DIRECTIONS: Your answer must be the full listing, reproduced exactly.

====== DATA TO EXAMINE

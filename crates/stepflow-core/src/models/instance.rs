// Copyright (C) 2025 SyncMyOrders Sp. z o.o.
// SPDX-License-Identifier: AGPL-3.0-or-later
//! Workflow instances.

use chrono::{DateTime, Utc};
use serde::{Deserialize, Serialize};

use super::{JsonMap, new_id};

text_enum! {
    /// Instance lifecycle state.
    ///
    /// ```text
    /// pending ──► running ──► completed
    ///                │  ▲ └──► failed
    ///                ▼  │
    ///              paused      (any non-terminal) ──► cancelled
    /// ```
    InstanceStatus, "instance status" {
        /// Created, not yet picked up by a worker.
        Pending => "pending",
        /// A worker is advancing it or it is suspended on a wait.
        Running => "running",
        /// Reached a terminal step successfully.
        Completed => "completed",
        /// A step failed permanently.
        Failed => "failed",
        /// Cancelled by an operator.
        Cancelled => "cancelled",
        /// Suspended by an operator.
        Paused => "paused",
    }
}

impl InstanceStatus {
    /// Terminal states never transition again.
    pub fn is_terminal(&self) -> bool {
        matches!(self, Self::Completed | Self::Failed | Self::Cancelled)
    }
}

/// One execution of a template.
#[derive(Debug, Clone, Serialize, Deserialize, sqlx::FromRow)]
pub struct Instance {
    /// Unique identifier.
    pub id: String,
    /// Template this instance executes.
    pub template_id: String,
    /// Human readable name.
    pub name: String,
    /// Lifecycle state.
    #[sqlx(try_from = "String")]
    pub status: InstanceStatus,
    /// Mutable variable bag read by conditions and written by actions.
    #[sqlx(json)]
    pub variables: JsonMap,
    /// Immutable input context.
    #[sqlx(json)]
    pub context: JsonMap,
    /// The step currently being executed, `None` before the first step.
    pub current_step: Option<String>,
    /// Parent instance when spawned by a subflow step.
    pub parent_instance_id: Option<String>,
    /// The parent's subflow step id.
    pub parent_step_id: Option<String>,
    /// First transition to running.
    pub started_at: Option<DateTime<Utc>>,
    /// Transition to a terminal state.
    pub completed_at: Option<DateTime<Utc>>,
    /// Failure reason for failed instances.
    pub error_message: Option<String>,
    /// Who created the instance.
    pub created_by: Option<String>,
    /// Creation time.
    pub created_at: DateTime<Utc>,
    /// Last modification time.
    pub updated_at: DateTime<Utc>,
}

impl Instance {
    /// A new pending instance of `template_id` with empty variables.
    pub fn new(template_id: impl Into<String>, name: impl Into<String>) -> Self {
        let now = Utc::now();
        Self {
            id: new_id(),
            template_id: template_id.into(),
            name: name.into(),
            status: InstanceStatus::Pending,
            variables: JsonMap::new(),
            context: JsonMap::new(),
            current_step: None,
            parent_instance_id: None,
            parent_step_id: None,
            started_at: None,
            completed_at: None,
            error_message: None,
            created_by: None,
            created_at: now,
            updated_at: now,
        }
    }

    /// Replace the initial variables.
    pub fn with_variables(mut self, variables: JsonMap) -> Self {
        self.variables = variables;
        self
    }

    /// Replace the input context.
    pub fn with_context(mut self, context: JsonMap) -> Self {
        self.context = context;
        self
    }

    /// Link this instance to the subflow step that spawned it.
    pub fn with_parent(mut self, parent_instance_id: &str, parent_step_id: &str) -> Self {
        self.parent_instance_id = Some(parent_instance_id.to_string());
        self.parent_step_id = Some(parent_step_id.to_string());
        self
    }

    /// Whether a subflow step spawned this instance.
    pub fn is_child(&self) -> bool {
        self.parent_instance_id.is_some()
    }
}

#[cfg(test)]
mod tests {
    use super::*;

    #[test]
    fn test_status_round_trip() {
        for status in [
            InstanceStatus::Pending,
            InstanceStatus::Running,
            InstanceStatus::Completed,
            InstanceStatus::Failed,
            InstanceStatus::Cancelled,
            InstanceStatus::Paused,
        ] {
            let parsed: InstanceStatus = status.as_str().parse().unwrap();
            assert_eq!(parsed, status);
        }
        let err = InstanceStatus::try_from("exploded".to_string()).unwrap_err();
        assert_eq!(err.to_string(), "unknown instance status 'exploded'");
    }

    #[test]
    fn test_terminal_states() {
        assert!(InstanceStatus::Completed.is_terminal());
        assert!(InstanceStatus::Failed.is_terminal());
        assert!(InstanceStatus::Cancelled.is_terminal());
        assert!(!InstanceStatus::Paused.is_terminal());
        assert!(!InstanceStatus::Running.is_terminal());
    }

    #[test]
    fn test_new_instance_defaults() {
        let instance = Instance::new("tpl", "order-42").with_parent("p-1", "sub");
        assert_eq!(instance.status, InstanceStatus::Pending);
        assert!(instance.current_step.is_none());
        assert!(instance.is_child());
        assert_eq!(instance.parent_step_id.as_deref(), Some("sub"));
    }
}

============

RESPONSE AREA:
filename crates/stepflow-core/src/models/instance.rs
// Copyright (C) 2025 SyncMyOrders Sp. z o.o.
// SPDX-License-Identifier: AGPL-3.0-or-later
//! Workflow instances.

use chrono::{DateTime, Utc};
use serde::{Deserialize, Serialize};

use super::{JsonMap, new_id};

text_enum! {
    /// Instance lifecycle state.
    ///
    /// ```text
    /// pending ──► running ──► completed
    ///                │  ▲ └──► failed
    ///                ▼  │
    ///              paused      (any non-terminal) ──► cancelled
    /// ```
    InstanceStatus, "instance status" {
        /// Created, not yet picked up by a worker.
        Pending => "pending",
        /// A worker is advancing it or it is suspended on a wait.
        Running => "running",
        /// Reached a terminal step successfully.
        Completed => "completed",
        /// A step failed permanently.
        Failed => "failed",
        /// Cancelled by an operator.
        Cancelled => "cancelled",
        /// Suspended by an operator.
        Paused => "paused",
    }
}

impl InstanceStatus {
    /// Terminal states never transition again.
    pub fn is_terminal(&self) -> bool {
        matches!(self, Self::Completed | Self::Failed | Self::Cancelled)
    }
}

/// One execution of a template.
#[derive(Debug, Clone, Serialize, Deserialize, sqlx::FromRow)]
pub struct Instance {
    /// Unique identifier.
    pub id: String,
    /// Template this instance executes.
    pub template_id: String,
    /// Human readable name.
    pub name: String,
    /// Lifecycle state.
    #[sqlx(try_from = "String")]
    pub status: InstanceStatus,
    /// Mutable variable bag read by conditions and written by actions.
    #[sqlx(json)]
    pub variables: JsonMap,
    /// Immutable input context.
    #[sqlx(json)]
    pub context: JsonMap,
    /// The step currently being executed, `None` before the first step.
    pub current_step: Option<String>,
    /// Parent instance when spawned by a subflow step.
    pub parent_instance_id: Option<String>,
    /// The parent's subflow step id.
    pub parent_step_id: Option<String>,
    /// First transition to running.
    pub started_at: Option<DateTime<Utc>>,
    /// Transition to a terminal state.
    pub completed_at: Option<DateTime<Utc>>,
    /// Failure reason for failed instances.
    pub error_message: Option<String>,
    /// Who created the instance.
    pub created_by: Option<String>,
    /// Creation time.
    pub created_at: DateTime<Utc>,
    /// Last modification time.
    pub updated_at: DateTime<Utc>,
}

impl Instance {
    /// A new pending instance of `template_id` with empty variables.
    pub fn new(template_id: impl Into<String>, name: impl Into<String>) -> Self {
        let now = Utc::now();
        Self {
            id: new_id(),
            template_id: template_id.into(),
            name: name.into(),
            status: InstanceStatus::Pending,
            variables: JsonMap::new(),
            context: JsonMap::new(),
            current_step: None,
            parent_instance_id: None,
            parent_step_id: None,
            started_at: None,
            completed_at: None,
            error_message: None,
            created_by: None,
            created_at: now,
            updated_at: now,
        }
    }

    /// Replace the initial variables.
    pub fn with_variables(mut self, variables: JsonMap) -> Self {
        self.variables = variables;
        self
    }

    /// Replace the input context.
    pub fn with_context(mut self, context: JsonMap) -> Self {
        self.context = context;
        self
    }

    /// Link this instance to the subflow step that spawned it.
    pub fn with_parent(mut self, parent_instance_id: &str, parent_step_id: &str) -> Self {
        self.parent_instance_id = Some(parent_instance_id.to_string());
        self.parent_step_id = Some(parent_step_id.to_string());
        self
    }

    /// Whether a subflow step spawned this instance.
    pub fn is_child(&self) -> bool {
        self.parent_instance_id.is_some()
    }
}

#[cfg(test)]
mod tests {
    use super::*;

    #[test]
    fn test_status_round_trip() {
        for status in [
            InstanceStatus::Pending,
            InstanceStatus::Running,
            InstanceStatus::Completed,
            InstanceStatus::Failed,
            InstanceStatus::Cancelled,
            InstanceStatus::Paused,
        ] {
            let parsed: InstanceStatus = status.as_str().parse().unwrap();
            assert_eq!(parsed, status);
        }
        let err = InstanceStatus::try_from("exploded".to_string()).unwrap_err();
        assert_eq!(err.to_string(), "unknown instance status 'exploded'");
    }

    #[test]
    fn test_terminal_states() {
        assert!(InstanceStatus::Completed.is_terminal());
        assert!(InstanceStatus::Failed.is_terminal());
        assert!(InstanceStatus::Cancelled.is_terminal());
        assert!(!InstanceStatus::Paused.is_terminal());
        assert!(!InstanceStatus::Running.is_terminal());
    }

    #[test]
    fn test_new_instance_defaults() {
        let instance = Instance::new("tpl", "order-42").with_parent("p-1", "sub");
        assert_eq!(instance.status, InstanceStatus::Pending);
        assert!(instance.current_step.is_none());
        assert!(instance.is_child());
        assert_eq!(instance.parent_step_id.as_deref(), Some("sub"));
    }
}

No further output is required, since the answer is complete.